Task objective: Please return every line of the records that contains the word "must".

The data:
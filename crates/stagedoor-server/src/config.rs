//! Environment-based server configuration.

use anyhow::Context;
use stagedoor_auth::AuthConfig;
use stagedoor_db::DbConfig;

/// Full server configuration, read from `STAGEDOOR_*` environment
/// variables.
#[derive(Debug)]
pub struct ServerConfig {
    pub auth: AuthConfig,
    pub db: DbConfig,
}

fn env_or(name: &str, default: &str) -> String {
    std::env::var(name).unwrap_or_else(|_| default.to_string())
}

impl ServerConfig {
    /// Load configuration from the environment.
    ///
    /// `STAGEDOOR_JWT_SECRET` is required — tokens signed with a
    /// default secret would be forgeable, so startup aborts without
    /// it. Everything else falls back to local-development defaults.
    pub fn load() -> anyhow::Result<Self> {
        let token_secret =
            std::env::var("STAGEDOOR_JWT_SECRET").context("STAGEDOOR_JWT_SECRET must be set")?;

        let token_lifetime_secs = match std::env::var("STAGEDOOR_TOKEN_LIFETIME_SECS") {
            Ok(raw) => raw
                .parse()
                .context("STAGEDOOR_TOKEN_LIFETIME_SECS must be an integer")?,
            Err(_) => AuthConfig::default().token_lifetime_secs,
        };

        let auth = AuthConfig {
            token_secret,
            token_lifetime_secs,
            pepper: std::env::var("STAGEDOOR_PASSWORD_PEPPER").ok(),
        };

        let defaults = DbConfig::default();
        let db = DbConfig {
            url: env_or("STAGEDOOR_DB_URL", &defaults.url),
            namespace: env_or("STAGEDOOR_DB_NAMESPACE", &defaults.namespace),
            database: env_or("STAGEDOOR_DB_DATABASE", &defaults.database),
            username: env_or("STAGEDOOR_DB_USERNAME", &defaults.username),
            password: env_or("STAGEDOOR_DB_PASSWORD", &defaults.password),
        };

        Ok(Self { auth, db })
    }
}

Solved exercise:
            std::env::var("STAGEDOOR_JWT_SECRET").context("STAGEDOOR_JWT_SECRET must be set")?;
                .context("STAGEDOOR_TOKEN_LIFETIME_SECS must be an integer")?,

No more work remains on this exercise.